======== Provided entries ========
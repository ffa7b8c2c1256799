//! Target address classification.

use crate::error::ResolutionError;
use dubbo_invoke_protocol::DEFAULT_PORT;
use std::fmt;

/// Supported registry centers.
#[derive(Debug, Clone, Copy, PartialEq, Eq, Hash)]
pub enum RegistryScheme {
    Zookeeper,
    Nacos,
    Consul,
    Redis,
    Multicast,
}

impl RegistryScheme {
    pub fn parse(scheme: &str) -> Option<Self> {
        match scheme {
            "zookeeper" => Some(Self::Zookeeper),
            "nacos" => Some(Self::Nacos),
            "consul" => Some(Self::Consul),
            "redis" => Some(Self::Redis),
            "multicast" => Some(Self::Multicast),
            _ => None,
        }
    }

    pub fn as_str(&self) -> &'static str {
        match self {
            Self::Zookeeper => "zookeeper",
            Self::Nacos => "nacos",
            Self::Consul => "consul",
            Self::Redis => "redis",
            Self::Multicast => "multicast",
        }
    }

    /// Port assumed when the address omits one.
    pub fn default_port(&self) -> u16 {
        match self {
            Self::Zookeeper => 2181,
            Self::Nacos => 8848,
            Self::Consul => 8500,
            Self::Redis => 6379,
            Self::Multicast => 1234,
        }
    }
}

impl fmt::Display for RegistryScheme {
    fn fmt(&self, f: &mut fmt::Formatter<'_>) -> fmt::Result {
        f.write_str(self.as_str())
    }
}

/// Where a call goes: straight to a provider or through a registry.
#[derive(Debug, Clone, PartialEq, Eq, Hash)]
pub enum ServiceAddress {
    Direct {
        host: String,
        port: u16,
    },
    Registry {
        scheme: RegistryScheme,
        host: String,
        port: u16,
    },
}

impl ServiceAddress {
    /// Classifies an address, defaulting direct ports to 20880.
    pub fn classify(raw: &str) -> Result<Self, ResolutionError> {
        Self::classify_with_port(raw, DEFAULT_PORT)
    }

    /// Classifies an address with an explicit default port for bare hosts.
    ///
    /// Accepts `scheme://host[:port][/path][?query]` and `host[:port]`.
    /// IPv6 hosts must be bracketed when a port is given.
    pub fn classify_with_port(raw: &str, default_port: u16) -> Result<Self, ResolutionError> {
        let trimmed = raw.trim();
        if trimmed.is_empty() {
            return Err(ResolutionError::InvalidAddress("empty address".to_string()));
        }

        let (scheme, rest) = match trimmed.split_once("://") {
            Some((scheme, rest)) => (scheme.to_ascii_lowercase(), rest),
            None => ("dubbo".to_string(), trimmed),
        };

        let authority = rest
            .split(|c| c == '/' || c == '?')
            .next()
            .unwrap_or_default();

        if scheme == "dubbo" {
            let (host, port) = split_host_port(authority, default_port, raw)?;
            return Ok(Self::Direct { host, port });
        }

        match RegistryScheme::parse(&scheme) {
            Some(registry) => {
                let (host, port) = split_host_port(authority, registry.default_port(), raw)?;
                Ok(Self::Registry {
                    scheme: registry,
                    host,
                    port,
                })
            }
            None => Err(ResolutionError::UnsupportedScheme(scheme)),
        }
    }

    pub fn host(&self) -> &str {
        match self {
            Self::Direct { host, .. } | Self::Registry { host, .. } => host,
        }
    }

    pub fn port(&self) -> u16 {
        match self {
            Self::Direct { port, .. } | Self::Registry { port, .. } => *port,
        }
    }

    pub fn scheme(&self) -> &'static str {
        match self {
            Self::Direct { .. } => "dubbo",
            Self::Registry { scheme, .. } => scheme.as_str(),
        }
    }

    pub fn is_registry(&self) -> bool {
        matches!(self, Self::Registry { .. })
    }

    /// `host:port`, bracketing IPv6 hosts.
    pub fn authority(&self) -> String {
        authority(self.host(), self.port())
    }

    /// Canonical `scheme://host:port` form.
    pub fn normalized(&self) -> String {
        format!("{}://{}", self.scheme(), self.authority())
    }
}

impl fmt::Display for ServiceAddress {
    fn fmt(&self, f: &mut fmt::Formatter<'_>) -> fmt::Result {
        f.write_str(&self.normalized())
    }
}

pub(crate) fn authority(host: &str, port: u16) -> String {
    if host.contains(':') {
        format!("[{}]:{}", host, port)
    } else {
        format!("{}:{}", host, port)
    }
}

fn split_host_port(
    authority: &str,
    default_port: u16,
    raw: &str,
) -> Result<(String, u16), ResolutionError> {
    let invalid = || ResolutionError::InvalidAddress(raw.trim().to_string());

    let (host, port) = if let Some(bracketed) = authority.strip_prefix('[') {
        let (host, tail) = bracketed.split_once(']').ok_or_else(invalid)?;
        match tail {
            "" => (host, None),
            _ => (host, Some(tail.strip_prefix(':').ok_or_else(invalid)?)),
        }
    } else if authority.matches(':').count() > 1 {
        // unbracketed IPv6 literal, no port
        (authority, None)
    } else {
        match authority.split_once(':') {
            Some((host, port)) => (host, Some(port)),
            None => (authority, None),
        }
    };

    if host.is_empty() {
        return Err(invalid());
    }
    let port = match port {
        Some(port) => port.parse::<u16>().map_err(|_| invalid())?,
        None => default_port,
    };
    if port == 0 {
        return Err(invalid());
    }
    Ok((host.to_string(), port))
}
========
======== Provided entries ========
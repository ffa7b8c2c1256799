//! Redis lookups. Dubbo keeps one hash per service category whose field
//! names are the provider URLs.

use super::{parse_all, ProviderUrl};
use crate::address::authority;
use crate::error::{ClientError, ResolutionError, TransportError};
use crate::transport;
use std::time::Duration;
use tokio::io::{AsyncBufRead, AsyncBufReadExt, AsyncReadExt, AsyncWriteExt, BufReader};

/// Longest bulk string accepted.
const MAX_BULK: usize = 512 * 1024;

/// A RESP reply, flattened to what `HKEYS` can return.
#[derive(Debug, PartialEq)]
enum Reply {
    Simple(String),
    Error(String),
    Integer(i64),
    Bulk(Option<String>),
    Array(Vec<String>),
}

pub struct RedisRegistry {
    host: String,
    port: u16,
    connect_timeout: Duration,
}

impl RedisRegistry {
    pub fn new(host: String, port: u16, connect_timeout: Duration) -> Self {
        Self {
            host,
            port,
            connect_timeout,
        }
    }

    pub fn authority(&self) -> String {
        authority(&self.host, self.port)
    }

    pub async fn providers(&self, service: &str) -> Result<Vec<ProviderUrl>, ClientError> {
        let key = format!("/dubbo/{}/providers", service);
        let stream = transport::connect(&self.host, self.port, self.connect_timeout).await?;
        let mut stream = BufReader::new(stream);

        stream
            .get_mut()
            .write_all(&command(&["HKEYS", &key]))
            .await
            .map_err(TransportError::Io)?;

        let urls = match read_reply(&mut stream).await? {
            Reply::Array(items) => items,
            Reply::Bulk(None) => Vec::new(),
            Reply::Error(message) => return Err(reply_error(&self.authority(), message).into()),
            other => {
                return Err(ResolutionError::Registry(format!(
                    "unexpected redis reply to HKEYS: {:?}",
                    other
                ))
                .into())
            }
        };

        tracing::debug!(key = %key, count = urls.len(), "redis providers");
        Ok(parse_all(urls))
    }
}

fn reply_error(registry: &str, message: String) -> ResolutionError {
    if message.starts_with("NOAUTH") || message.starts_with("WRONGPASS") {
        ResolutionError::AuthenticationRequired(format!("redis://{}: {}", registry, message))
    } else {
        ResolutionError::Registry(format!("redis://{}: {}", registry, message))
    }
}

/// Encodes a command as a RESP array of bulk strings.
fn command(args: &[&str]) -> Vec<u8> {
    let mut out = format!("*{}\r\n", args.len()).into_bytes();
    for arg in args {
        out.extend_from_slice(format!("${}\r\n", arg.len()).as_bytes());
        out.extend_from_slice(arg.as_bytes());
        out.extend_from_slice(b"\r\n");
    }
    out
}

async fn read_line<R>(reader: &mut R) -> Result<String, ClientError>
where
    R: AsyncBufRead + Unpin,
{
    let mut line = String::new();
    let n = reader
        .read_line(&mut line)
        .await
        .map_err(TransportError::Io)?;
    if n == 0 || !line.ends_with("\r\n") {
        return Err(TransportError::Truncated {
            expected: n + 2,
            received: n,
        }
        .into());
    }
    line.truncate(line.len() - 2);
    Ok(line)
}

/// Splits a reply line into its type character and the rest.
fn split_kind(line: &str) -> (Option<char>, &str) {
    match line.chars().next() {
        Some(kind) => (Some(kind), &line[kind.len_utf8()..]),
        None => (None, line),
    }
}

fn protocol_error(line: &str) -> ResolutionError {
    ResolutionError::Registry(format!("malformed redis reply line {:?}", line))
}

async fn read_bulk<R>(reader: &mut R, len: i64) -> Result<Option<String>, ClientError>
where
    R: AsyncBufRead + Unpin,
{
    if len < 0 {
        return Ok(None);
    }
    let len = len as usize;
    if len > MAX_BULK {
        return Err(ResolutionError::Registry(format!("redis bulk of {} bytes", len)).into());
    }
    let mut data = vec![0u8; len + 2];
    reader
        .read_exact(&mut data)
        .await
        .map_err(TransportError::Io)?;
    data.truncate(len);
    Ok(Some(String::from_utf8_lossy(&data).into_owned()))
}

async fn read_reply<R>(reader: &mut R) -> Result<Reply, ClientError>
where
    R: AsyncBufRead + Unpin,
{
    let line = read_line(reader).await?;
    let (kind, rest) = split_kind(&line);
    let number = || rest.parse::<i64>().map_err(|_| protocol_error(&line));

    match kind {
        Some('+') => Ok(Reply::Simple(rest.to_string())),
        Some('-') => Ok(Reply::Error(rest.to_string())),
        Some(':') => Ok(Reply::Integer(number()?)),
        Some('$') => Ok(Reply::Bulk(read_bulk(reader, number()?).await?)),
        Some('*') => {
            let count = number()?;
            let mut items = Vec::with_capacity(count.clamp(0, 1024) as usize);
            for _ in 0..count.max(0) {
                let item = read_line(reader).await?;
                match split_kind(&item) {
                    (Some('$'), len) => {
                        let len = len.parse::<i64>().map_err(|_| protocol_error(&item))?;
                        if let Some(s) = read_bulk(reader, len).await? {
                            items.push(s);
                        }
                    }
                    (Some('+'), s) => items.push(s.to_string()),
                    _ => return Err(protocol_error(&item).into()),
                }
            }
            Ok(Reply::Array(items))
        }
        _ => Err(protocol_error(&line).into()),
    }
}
========
### Exercise instructions
Note every line of the entries in which "providers" appears, and copy it down.

### The completed task
    pub async fn providers(&self, service: &str) -> Result<Vec<ProviderUrl>, ClientError> {
        let key = format!("/dubbo/{}/providers", service);
        tracing::debug!(key = %key, count = urls.len(), "redis providers");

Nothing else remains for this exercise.